しかし、そこに辿り着くまでは自分は欠乏していた。なぜなら、内なる植物であるあなたご自身に飢えていたということに気づいてすらなかったからである。ここにも、キリスト教に回心したあとの観点からの回顧、つまり再構成によって見えてくる事実がある。

青年時代の貴重な出会い

青年時代のアウグスティヌスには、彼の人生を決定していくさまざまな重要な出会いが与えられている。まずはキケロの「ホルテンシウス」という本を読んだという、有名な「ホルテンシウス体験」となる。

「この書物は、私の気持ちをかえてしまいました。それは、主よ、私の祈りをあなたご自身のほうにむけかえ、願いと望みとをこれまでとはべつのものにしてしまった。突然、すべのむなしい希望がばかげたものになり、信じられないほど熱心な心で不死の知恵をもとめ、立ち上がって、あなたの方に戻り始めました。… 知恵への愛はギリシア語でフィロソフィアと呼ばれるが、あの書物はこの知恵への愛の火で私を燃え上がらせたのでした。… ただ一つ、そのように燃え上がりながら、身の足りなく感じたのは、そこにキリストの御名がみあたらないことでした」

アウグスティヌスがこの本を読んだのは、キケロが弁論術の大家であり、世俗的な成功を得るための訓練でキケロの本をあれこれ読んでいるうちに「哲学のすすめ」という副題のついたこの本に出会い、読み始めると、この世の成功を超えた不死なる知恵を追い求めたいという熱望が出てきた。

しかし、キリストの御名が見当たらないので完全には満足できなかったとも述べられている。

「小さい者」であることの大切さ

そこでアウグスティヌスは「ならば聖書を読んでみよう」思い立つ。しかし、聖書に触れてみると、聖書のつつましい文体にどうしても満足できず、がっかりしてしまった。

そしてその後、聖書という一冊の書物に関して、じわじわと読めるようになっていくというプロセスを通じて「回心」していくという神へと至る旅の道のりを経ていくこととなる。

さらに聖書が読めるようになる前提条件は「小さい者」である、つまり「神」を受け入れるための心の「余白」とか「ゆとり」とか、謙虚に素直に自らの弱さや限界を受け入れて、自らを超えた何者かに依り頼む、そういう心が必要であることが重要であると述べている。

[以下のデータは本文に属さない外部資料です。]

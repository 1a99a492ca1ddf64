//! Shared test utilities and fixtures.

#![allow(dead_code)]

use offerscope::Offer;

// Re-export canonical test utilities from offerscope::testing
pub use offerscope::testing::{make_offer, sample_catalog, OfferBuilder};

/// Ids of a result list, in order.
pub fn ids(offers: &[&Offer]) -> Vec<u64> {
    offers.iter().map(|offer| offer.id).collect()
}

/// A catalog of `n` offers with rotating categories, subcategories and tags.
pub fn generated_catalog(n: u64) -> Vec<Offer> {
    const CATEGORIES: [(&str, &str); 4] = [
        ("Design", "Prototyping"),
        ("Developer Tools", "IDE"),
        ("Productivity", "Notes"),
        ("Security", "VPN"),
    ];
    const TAGS: [&str; 4] = ["Free Trial", "Student Discount", "Open Source", "Popular"];

    (1..=n)
        .map(|id| {
            let (main, sub) = CATEGORIES[(id % 4) as usize];
            OfferBuilder::new(id, &format!("Offer {}", id))
                .category(main, Some(sub))
                .tags([TAGS[(id % 4) as usize], TAGS[((id / 4) % 4) as usize]])
                .build()
        })
        .collect()
}
//! Named sort strategies and pagination.

use crate::common::{generated_catalog, ids, make_offer, sample_catalog};
use offerscope::{paginate, sort_offers, Offer, SortStrategy};

#[test]
fn test_newest() {
    let offers = sample_catalog();
    assert_eq!(
        ids(&sort_offers(&offers, SortStrategy::Newest)),
        vec![8, 7, 6, 5, 4, 3, 2, 1]
    );
}

#[test]
fn test_popular_featured_first_then_newest() {
    let offers = sample_catalog();
    assert_eq!(
        ids(&sort_offers(&offers, SortStrategy::Popular)),
        vec![7, 4, 2, 8, 6, 5, 3, 1]
    );
}

#[test]
fn test_alphabetical_ignores_case() {
    let offers = sample_catalog();
    assert_eq!(
        ids(&sort_offers(&offers, SortStrategy::Alphabetical)),
        vec![2, 1, 4, 3, 6, 5, 7, 8]
    );
}

#[cfg(feature = "unicode-normalization")]
#[test]
fn test_alphabetical_folds_accents() {
    let offers = vec![
        make_offer(1, "Zoom"),
        make_offer(2, "Évernote"),
        make_offer(3, "Figma"),
        make_offer(4, "evernote"),
    ];
    let names: Vec<&str> = sort_offers(&offers, SortStrategy::Alphabetical)
        .iter()
        .map(|offer| offer.name.as_str())
        .collect();
    assert_eq!(names, vec!["evernote", "Évernote", "Figma", "Zoom"]);
}

#[test]
fn test_sort_is_independent_of_input_order() {
    let offers = sample_catalog();
    let mut reversed = offers.clone();
    reversed.reverse();
    for strategy in SortStrategy::ALL {
        assert_eq!(
            ids(&sort_offers(&offers, strategy)),
            ids(&sort_offers(&reversed, strategy)),
            "{}",
            strategy
        );
    }
}

#[test]
fn test_pages_cover_the_list() {
    let offers = generated_catalog(50);
    let sorted = sort_offers(&offers, SortStrategy::Newest);

    let first = paginate(&sorted, 1, 24);
    assert_eq!(first.total_pages, 3);
    assert_eq!(first.items.len(), 24);
    assert_eq!(first.items[0].id, 50);

    let last = paginate(&sorted, 3, 24);
    assert_eq!(ids(&last.items), vec![2, 1]);

    assert!(paginate(&sorted, 4, 24).items.is_empty());
}

#[test]
fn test_empty_list_is_one_page() {
    let page = paginate(&[] as &[Offer], 1, 24);
    assert!(page.items.is_empty());
    assert_eq!(page.total_pages, 1);
}
// Copyright 2025-present Harīṣh Tummalachērla
// SPDX-License-Identifier: Apache-2.0

//! Fuzz target for score calculation and ranking invariants.
//!
//! Arbitrary offers, arbitrary queries. Scoring must not panic, must agree
//! with its own breakdown, and ranking must come back sorted, thresholded and
//! deterministic.

#![no_main]

use arbitrary::Arbitrary;
use libfuzzer_sys::fuzz_target;
use offerscope::scoring::compare_scored;
use offerscope::testing::OfferBuilder;
use offerscope::{Offer, Ranker, ScoredOffer};

#[derive(Debug, Arbitrary)]
struct FuzzOffer {
    name: String,
    offer: String,
    description: String,
    category: Option<(String, Option<String>)>,
    tags: Vec<String>,
    featured: bool,
}

#[derive(Debug, Arbitrary)]
struct RankInput {
    query: String,
    offers: Vec<FuzzOffer>,
}

fn build(id: usize, input: &FuzzOffer) -> Offer {
    // Cap lengths to avoid timeouts
    let cap = |s: &str| s.chars().take(64).collect::<String>();

    let mut builder = OfferBuilder::new(id as u64, &cap(&input.name))
        .offer(&cap(&input.offer))
        .description(&cap(&input.description))
        .tags(input.tags.iter().take(8).map(String::as_str));
    if let Some((main, sub)) = &input.category {
        builder = builder.category(&cap(main), sub.as_deref());
    }
    if input.featured {
        builder = builder.featured();
    }
    builder.build()
}

fuzz_target!(|input: RankInput| {
    let query: String = input.query.chars().take(100).collect();
    let offers: Vec<Offer> = input
        .offers
        .iter()
        .take(32)
        .enumerate()
        .map(|(id, offer)| build(id, offer))
        .collect();

    let ranker = Ranker::default();

    // INVARIANT: score is the sum of its parts
    for offer in &offers {
        assert_eq!(ranker.score(offer, &query), ranker.explain(offer, &query).total());
    }

    let prepared = ranker.prepare(&query);
    let Some(ranked) = ranker.rank_scored(&offers, &prepared) else {
        // Empty query: ranking leaves the input alone
        assert_eq!(ranker.rank(&offers, &query).len(), offers.len());
        return;
    };

    // INVARIANT: results are sorted and every score is positive
    for pair in ranked.windows(2) {
        assert_ne!(compare_scored(&pair[0], &pair[1]), std::cmp::Ordering::Greater);
    }
    assert!(ranked.iter().all(|r: &ScoredOffer<'_>| r.score > 0));

    // INVARIANT: ranking is deterministic
    let again = ranker.rank_scored(&offers, &prepared).unwrap_or_default();
    let first: Vec<u64> = ranked.iter().map(|r| r.offer.id).collect();
    let second: Vec<u64> = again.iter().map(|r| r.offer.id).collect();
    assert_eq!(first, second, "ranking changed between runs");
});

これはイエスの言葉で言うと「幼子のようにならなければ神の国に入ることはできない」というものとなる。

不幸な出来事を通じた導き

ここまでで、哲学と出会い、聖書と出会い、さらにある親友との出会いと別れがアウグスティヌスにあった。さきほどのホルテンシウス体験、聖書体験のあとに、彼はマニ教(キリスト教やゾロアスター教の影響下にマニ創唱した宗教で、「善い神」だけでなく「悪い神」も存在するという世界観を持っていたもの)に入った。

アウグスティヌスは若い時から、どうしてこの世にはこれほどまでに「悪」や「悲惨」や「苦しみ」が満ちいてるのかという悪の問題に悩まされていた。そのような彼にとって、マニ教は、悪も含めたこの世の世界のさまざまなことを合理的に説明してくれるように思われた。

そこでアウグスティヌスは幼馴染で共に弁論術を学んでいた親友をマニ教に引き摺り込んだ。

「ところがどうでしょう、復讐の神であるとともにあわれみの泉でもあるあなたは、逃げていく和たちたちの背後から追い迫り、不思議なしかたであなたのほうへ振り向くようになさった。すなわち、友人を、この世から取り去ってしまったのです。」

この友人は突然病気で亡くなってしまい、しかも、熱病でうなされているなか、キリスト教の洗礼を授けられ、その信仰を抱きながらなくなった。アウグスティヌスは回復困難なほど非常に深い悲しみに陥る。でも「告白」を書いている今あらためて考えると、マニ教を信じていた友人があのようにして奪い去られ、しかもその時にキリスト教徒になって亡くなったというのは、自分をキリスト教へと振り向かせる神の導きの大きな一歩だった、と回顧されてくる。

友人が亡くなったことはよいことだと正当化しているのではなく、神の導きは人間の思いを超えたさまざまな仕方で為されるものであり、幸福な出来事の連鎖ばかりではなく、不幸な出来事を通じた導きというのもある。神への旅路はそのように進んでいくものなのだ、ということがここでは語られている。

自分自身が自分にとって謎になる

この話には続きがあり、友人が亡くなったことで、アウグスティヌスの精神は危機的な状況に陥り、いまや友人を思い起こさせる全てが苦痛に変わってしまい、アウグスティヌスはこう言う。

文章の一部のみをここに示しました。